Este fin de semana, paseando por mi tierra, Granada, me encontré por azar con Cipriano, mi maestro de primaria. Al verlo, me inundó una gran alegría, de esas que nacen desde lo más profundo del corazón. Han pasado casi dos décadas desde que me dio clase, pero en su rostro seguía intacto ese gesto amable, esa mirada cándida con la que solía mirarnos desde de su mesa del aula. Cipriano es uno de esos maestros que dejan huella, de los que se instalan en la memoria sin pedir permiso, como una voz interior que nos acompaña en los momentos decisivos de la vida.

No siempre somos plenamente conscientes de la importancia que tienen los maestros de escuela. Quizás porque, en una sociedad que mide el valor en función de cifras o títulos, se ha infravalorado -incluso desde dentro del sistema educativo- la labor de quienes enseñan a leer, escribir, sumar y restar, pero también a convivir, a pensar y a descubrir el mundo. Porque los verdaderos maestros no solo enseñan contenidos, sino que enseñan el gusto por aprender. Son capaces de hablar con naturalidad de ciencias y de arte, de historia y de matemáticas, de gramática y de juegos en el recreo. Su saber no está en la especialización, sino en la conexión humana, en la pedagogía de lo esencial. Recuerdo cómo, en mi etapa de instituto, algunos profesores se enfadaban si alguien los llamaba “maestro”, como si se tratara de una ofensa. A mí, sin embargo, esa palabra siempre me ha parecido sagrada.

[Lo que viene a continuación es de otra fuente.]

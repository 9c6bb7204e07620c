use crate::InventoryError;
use serde::de::DeserializeOwned;

const DEVICES_PATH: &str = "/api/v1/devices";

/// Builds the device-list URL from a configured base, tolerating
/// whitespace, trailing slashes and bases that already name the API.
pub(crate) fn devices_url(base: &str) -> String {
    let base = base.trim().trim_end_matches('/');
    if base.ends_with(DEVICES_PATH) {
        base.to_string()
    } else if base.ends_with("/api/v1") {
        format!("{base}/devices")
    } else {
        format!("{base}{DEVICES_PATH}")
    }
}

/// Issues a GET and decodes the body as a JSON array of `T`.
/// Transport failures and non-2xx answers are fetch failures; a body
/// that is not the expected JSON is a parse failure.
pub(crate) async fn request_get_vec<T>(
    client: &reqwest::Client,
    url: &str,
) -> Result<Vec<T>, InventoryError>
where
    T: DeserializeOwned,
{
    let res = client
        .get(url)
        .header("Accept", "application/json")
        .send()
        .await
        .map_err(|e| InventoryError::FetchFailed(e.to_string()))?;

    let status = res.status();
    if !status.is_success() {
        return Err(InventoryError::BadStatus(status.as_u16()));
    }

    let body = res
        .bytes()
        .await
        .map_err(|e| InventoryError::FetchFailed(e.to_string()))?;
    serde_json::from_slice::<Vec<T>>(&body).map_err(|e| InventoryError::ParseFailed(e.to_string()))
}
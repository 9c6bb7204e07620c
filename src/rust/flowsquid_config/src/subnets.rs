use ip_network::Ipv4Network;
use ip_network_table::IpNetworkTable;
use std::net::Ipv4Addr;
use thiserror::Error;
use tracing::{debug, error};

/// Answers "is this address local?" against the configured subnets.
/// Built once at startup from CIDR strings and read-only afterwards.
pub struct SubnetMatcher {
    table: IpNetworkTable<()>,
    count: usize,
}

impl SubnetMatcher {
    /// Parses each CIDR. Entries that fail to parse are logged and
    /// skipped.
    pub fn new<S: AsRef<str>>(cidrs: &[S]) -> Self {
        let mut table = IpNetworkTable::new();
        let mut count = 0;
        for cidr in cidrs {
            match parse_cidr(cidr.as_ref()) {
                Ok(network) => {
                    debug!("Local subnet: {network}");
                    table.insert(network, ());
                    count += 1;
                }
                Err(e) => error!("Skipping subnet: {e}"),
            }
        }
        Self { table, count }
    }

    /// True when any configured network contains `ip`.
    pub fn contains(&self, ip: Ipv4Addr) -> bool {
        self.table.longest_match(ip).is_some()
    }

    /// Number of networks that parsed successfully.
    pub fn len(&self) -> usize {
        self.count
    }

    /// True when no usable network was configured.
    pub fn is_empty(&self) -> bool {
        self.count == 0
    }
}

/// Accepts `a.b.c.d/len` (host bits are masked off) and bare `a.b.c.d`,
/// which is treated as a single host.
fn parse_cidr(raw: &str) -> Result<Ipv4Network, SubnetError> {
    let raw = raw.trim();
    let invalid = || SubnetError::InvalidCidr(raw.to_string());
    let (addr, prefix) = match raw.split_once('/') {
        Some((addr, prefix)) => (addr, prefix.parse::<u8>().map_err(|_| invalid())?),
        None => (raw, 32),
    };
    let addr: Ipv4Addr = addr.parse().map_err(|_| invalid())?;
    Ipv4Network::new_truncate(addr, prefix).map_err(|_| invalid())
}

/// Subnet parsing failures.
#[derive(Debug, Error, PartialEq, Eq)]
pub enum SubnetError {
    /// Not an IPv4 network in CIDR notation.
    #[error("invalid IPv4 CIDR '{0}'")]
    InvalidCidr(String),
}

Ahora que yo mismo soy profesor universitario, no puedo sino admirar con más razón la tarea inmensa que realizan los docentes de primaria. En sus manos está la formación inicial de la persona, en un momento en que se está moldeando el carácter, se despiertan los intereses, se intuyen las primeras vocaciones. ¿Quién no recuerda con nitidez a aquel maestro o maestra que hizo de una asignatura algo apasionante, que recomendó un libro que nos abrió los ojos o que, simplemente, nos trató con un cariño que nos hacía sentir únicos? No exagero si digo que el germen de muchas trayectorias personales y profesionales nacen en esas aulas con pizarras verdes y tizas blancas.

No es casual que, al recibir el Premio Nobel de Literatura, Albert Camus escribiera una carta de agradecimiento a su maestro Louis Germain. “Sin usted, sin la mano afectuosa que tendió al niño pobre que yo era, sin su enseñanza y su ejemplo, nada de esto habría sucedido”, le decía. Porque los grandes logros se apoyan, muchas veces, en ese impulso primero, casi invisible, que alguien supo darnos cuando apenas sabíamos hacia dónde mirar.

A día de hoy, hay casi dos centenares de colegios de primaria en Sevilla capital y sus alrededores más próximos. Cuando pienso en aquellos lugares, no puedo evitar preguntarme cuántos Ciprianos habrá en sus aulas. Cuántos hombres y mujeres dedican cada jornada a sembrar la semilla del saber, de la curiosidad y del respeto. Cuántos están ahora mismo, mientras usted lee estas líneas, formando a quienes mañana serán médicos, arquitectos, panaderos, alcaldes o poetas. Forjando el alma social del futuro de Sevilla.

Este artículo es para ellos. Para los que educan sin esperar medallas, para los que creen en el futuro porque lo ven nacer cada septiembre en las mochilas cargadas de libretas y lápices nuevos. Para Cipriano, que me enseñó que aprender era algo más que hundir el rostro en las páginas de un libro de texto. Gracias por tanto, maestros y maestras.